Friendships are built of repeated low-stakes interactions and returned bids for attention with slowly increasing intimacy over time.
It takes a long time to make friends as an adult. People will probably think you're weird if you just walk up and start talking to them as though you are already their friend (people think it's weird when I do this, I try not to do this) but people won't think it's weird if you're someone they've seen a few times who says "hey" and then gradually has more conversations (consisting of more words) with them.
I cheat at forming adult friendships by joining groups where people meet regularly. If you're part of a radio club that meets once a week and you just join up to talk about radios, eventually those will be your radio friends.
If there's a hiking meetup near you and you go regularly, you will eventually have hiking friends.
Deeper friendships are formed with people from those kinds of groups when you do things with them outside of the context of the original interaction; if you go camping with your radio friend, that person is probably more friend than acquaintance. If you go to the movies with a hiking friend who likes the same horror movies as you do, that is deepening the friendship.
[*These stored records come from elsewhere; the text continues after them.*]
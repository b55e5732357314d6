//! Test helper module
//!
//! Provides mock implementations and convenient test factory methods.

use std::collections::HashMap;
use std::sync::{Arc, Mutex, PoisonError};

use async_trait::async_trait;
use chrono::Utc;
use site_deletion_remote::{RemoteError, SiteDeleteRemote};
use tokio::sync::{Notify, RwLock};

use crate::error::{CoreError, CoreResult};
use crate::services::{DeletionService, LocalPurgeCoordinator, ServiceContext};
use crate::traits::{
    AccountRepository, InMemoryRequestScopeRegistry, MetadataRefresh, MetadataRefresher,
    SiteContentRepository, SiteRepository,
};
use crate::types::{
    DependentAccount, MediaItem, Post, PurgePlan, PurgedRows, Site, SiteContentSummary, SiteId,
    SiteSetting,
};

// ===== MockLocalStore =====

#[derive(Clone, Default)]
struct LocalData {
    sites: HashMap<SiteId, Site>,
    posts: Vec<Post>,
    media: Vec<MediaItem>,
    settings: Vec<SiteSetting>,
    accounts: HashMap<String, DependentAccount>,
}

/// In-memory store implementing every repository trait.
///
/// `purge` works on a copy and only swaps it in at the end, so an injected
/// failure leaves the visible data untouched.
#[derive(Default)]
pub struct MockLocalStore {
    data: RwLock<LocalData>,
    /// If Some, the next purge fails with this message after removing some rows
    purge_error: RwLock<Option<String>>,
    purge_plans: RwLock<Vec<PurgePlan>>,
}

impl MockLocalStore {
    pub fn new() -> Self {
        Self::default()
    }

    /// Insert `site` with two posts, one media item and one setting.
    pub async fn seed_site_with_content(&self, site: &Site) {
        let mut data = self.data.write().await;
        data.sites.insert(site.id, site.clone());
        let base = site.id.get() * 100;
        for n in 1..=2 {
            data.posts.push(Post {
                id: base + n,
                site_id: site.id,
                title: format!("Post {n}"),
            });
        }
        data.media.push(MediaItem {
            id: base + 1,
            site_id: site.id,
            remote_url: format!("{}/wp-content/uploads/image.png", site.url),
        });
        data.settings.push(SiteSetting {
            site_id: site.id,
            key: "timezone".to_string(),
            value: "UTC".to_string(),
        });
    }

    pub async fn seed_account(&self, account: &DependentAccount) {
        self.data
            .write()
            .await
            .accounts
            .insert(account.id.clone(), account.clone());
    }

    pub async fn fail_next_purge(&self, message: &str) {
        *self.purge_error.write().await = Some(message.to_string());
    }

    /// Plans received by `purge`, in call order.
    pub async fn purge_plans(&self) -> Vec<PurgePlan> {
        self.purge_plans.read().await.clone()
    }
}

#[async_trait]
impl SiteRepository for MockLocalStore {
    async fn find_all(&self) -> CoreResult<Vec<Site>> {
        Ok(self.data.read().await.sites.values().cloned().collect())
    }

    async fn find_by_id(&self, id: SiteId) -> CoreResult<Option<Site>> {
        Ok(self.data.read().await.sites.get(&id).cloned())
    }

    async fn save(&self, site: &Site) -> CoreResult<()> {
        self.data.write().await.sites.insert(site.id, site.clone());
        Ok(())
    }

    async fn count_referencing_account(
        &self,
        account_id: &str,
        excluding: SiteId,
    ) -> CoreResult<u64> {
        let data = self.data.read().await;
        let count = data
            .sites
            .values()
            .filter(|s| s.id != excluding)
            .filter(|s| s.dependent_account_id.as_deref() == Some(account_id))
            .count();
        Ok(count as u64)
    }

    async fn purge(&self, plan: &PurgePlan) -> CoreResult<PurgedRows> {
        self.purge_plans.write().await.push(plan.clone());

        let mut data = self.data.write().await;
        let mut working = data.clone();
        let mut rows = PurgedRows::default();

        if let Some(account_id) = &plan.purge_account {
            rows.account_removed = working.accounts.remove(account_id).is_some();
        }
        let before = working.posts.len();
        working.posts.retain(|p| p.site_id != plan.site_id);
        rows.posts = (before - working.posts.len()) as u64;

        if let Some(message) = self.purge_error.write().await.take() {
            return Err(CoreError::StorageError(message));
        }

        let before = working.media.len();
        working.media.retain(|m| m.site_id != plan.site_id);
        rows.media = (before - working.media.len()) as u64;
        let before = working.settings.len();
        working.settings.retain(|s| s.site_id != plan.site_id);
        rows.settings = (before - working.settings.len()) as u64;
        rows.site_removed = working.sites.remove(&plan.site_id).is_some();

        *data = working;
        Ok(rows)
    }
}

#[async_trait]
impl SiteContentRepository for MockLocalStore {
    async fn save_post(&self, post: &Post) -> CoreResult<()> {
        self.data.write().await.posts.push(post.clone());
        Ok(())
    }

    async fn save_media(&self, media: &MediaItem) -> CoreResult<()> {
        self.data.write().await.media.push(media.clone());
        Ok(())
    }

    async fn save_setting(&self, setting: &SiteSetting) -> CoreResult<()> {
        let mut data = self.data.write().await;
        data.settings
            .retain(|s| !(s.site_id == setting.site_id && s.key == setting.key));
        data.settings.push(setting.clone());
        Ok(())
    }

    async fn content_summary(&self, site_id: SiteId) -> CoreResult<SiteContentSummary> {
        let data = self.data.read().await;
        Ok(SiteContentSummary {
            posts: data.posts.iter().filter(|p| p.site_id == site_id).count() as u64,
            media: data.media.iter().filter(|m| m.site_id == site_id).count() as u64,
            settings: data.settings.iter().filter(|s| s.site_id == site_id).count() as u64,
        })
    }
}

#[async_trait]
impl AccountRepository for MockLocalStore {
    async fn find_all(&self) -> CoreResult<Vec<DependentAccount>> {
        Ok(self.data.read().await.accounts.values().cloned().collect())
    }

    async fn find_by_id(&self, id: &str) -> CoreResult<Option<DependentAccount>> {
        Ok(self.data.read().await.accounts.get(id).cloned())
    }

    async fn save(&self, account: &DependentAccount) -> CoreResult<()> {
        self.seed_account(account).await;
        Ok(())
    }
}

// ===== MockRemote =====

/// Scripted remote client that records every call.
pub struct MockRemote {
    error: Option<RemoteError>,
    calls: Mutex<Vec<SiteId>>,
    hold: bool,
    called: Notify,
    gate: Notify,
}

impl MockRemote {
    /// Every call confirms the deletion.
    pub fn succeeding() -> Self {
        Self::with_result(None)
    }

    /// Every call fails with `error`.
    pub fn failing(error: RemoteError) -> Self {
        Self::with_result(Some(error))
    }

    fn with_result(error: Option<RemoteError>) -> Self {
        Self {
            error,
            calls: Mutex::new(Vec::new()),
            hold: false,
            called: Notify::new(),
            gate: Notify::new(),
        }
    }

    /// Calls block until [`MockRemote::release`].
    pub fn held(mut self) -> Self {
        self.hold = true;
        self
    }

    pub fn calls(&self) -> Vec<SiteId> {
        self.calls
            .lock()
            .unwrap_or_else(PoisonError::into_inner)
            .clone()
    }

    pub async fn wait_until_called(&self) {
        self.called.notified().await;
    }

    pub fn release(&self) {
        self.gate.notify_one();
    }
}

#[async_trait]
impl SiteDeleteRemote for MockRemote {
    fn id(&self) -> &'static str {
        "mock"
    }

    async fn delete_site(&self, site_id: SiteId) -> site_deletion_remote::Result<()> {
        self.calls
            .lock()
            .unwrap_or_else(PoisonError::into_inner)
            .push(site_id);
        self.called.notify_one();
        if self.hold {
            self.gate.notified().await;
        }
        match &self.error {
            None => Ok(()),
            Some(e) => Err(e.clone()),
        }
    }
}

// ===== CountingRefresher =====

#[derive(Default)]
pub struct CountingRefresher {
    events: Mutex<Vec<MetadataRefresh>>,
}

impl CountingRefresher {
    pub fn events(&self) -> Vec<MetadataRefresh> {
        self.events
            .lock()
            .unwrap_or_else(PoisonError::into_inner)
            .clone()
    }
}

impl MetadataRefresher for CountingRefresher {
    fn refresh(&self, event: MetadataRefresh) {
        self.events
            .lock()
            .unwrap_or_else(PoisonError::into_inner)
            .push(event);
    }
}

// ===== Factory methods =====

/// Create a test `ServiceContext` backed by one `MockLocalStore`
pub fn create_test_context() -> (
    Arc<ServiceContext>,
    Arc<MockLocalStore>,
    Arc<CountingRefresher>,
) {
    let store = Arc::new(MockLocalStore::new());
    let refresher = Arc::new(CountingRefresher::default());

    let ctx = Arc::new(ServiceContext::new(
        store.clone(),
        store.clone(),
        store.clone(),
        Arc::new(InMemoryRequestScopeRegistry::new()),
        refresher.clone(),
    ));

    (ctx, store, refresher)
}

/// Create a test `DeletionService` around `remote`
pub fn create_test_deletion_service(
    remote: Arc<MockRemote>,
) -> (DeletionService, Arc<ServiceContext>, Arc<MockLocalStore>) {
    let (ctx, store, _) = create_test_context();
    let coordinator = Arc::new(LocalPurgeCoordinator::new(ctx.clone()));
    (DeletionService::new(remote, coordinator), ctx, store)
}

/// An eligible site at `https://site{id}.example.com`
pub fn test_site(id: u64) -> Site {
    Site {
        id: SiteId(id),
        name: format!("Site {id}"),
        url: format!("https://site{id}.example.com"),
        is_admin: true,
        is_hosted_on_platform: true,
        dependent_account_id: None,
    }
}

pub fn test_account(id: &str) -> DependentAccount {
    DependentAccount {
        id: id.to_string(),
        username: format!("{id}-login"),
        created_at: Utc::now(),
    }
}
In, like 2011 Large Bastard decided he wanted more friends to do stuff with so he started a local radio meetup. These people started as strangers who shared an interest. Now they are people who give each other rides after surgery and help each other move and have started businesses together and have gone on many radio-based camping trips and have worked on each other's cars.
Finding a meetup or starting a meetup is genuinely the cheat-code for making friends.
This is also how making friendships at schools works - you're around a group of people very regularly and eventually you get to know them better and you start figuring out who you get along with and you start spending more time with those people.
If you want to do this in the most fast and dramatic way possible, join a band.
In 2020 I wrote something of a primer on how to turn low-stakes interactions with neighbors and acquaintances into more meaningful relationships; check the notes of this post over the next couple days, I'll dig up the link and share it in a reblog.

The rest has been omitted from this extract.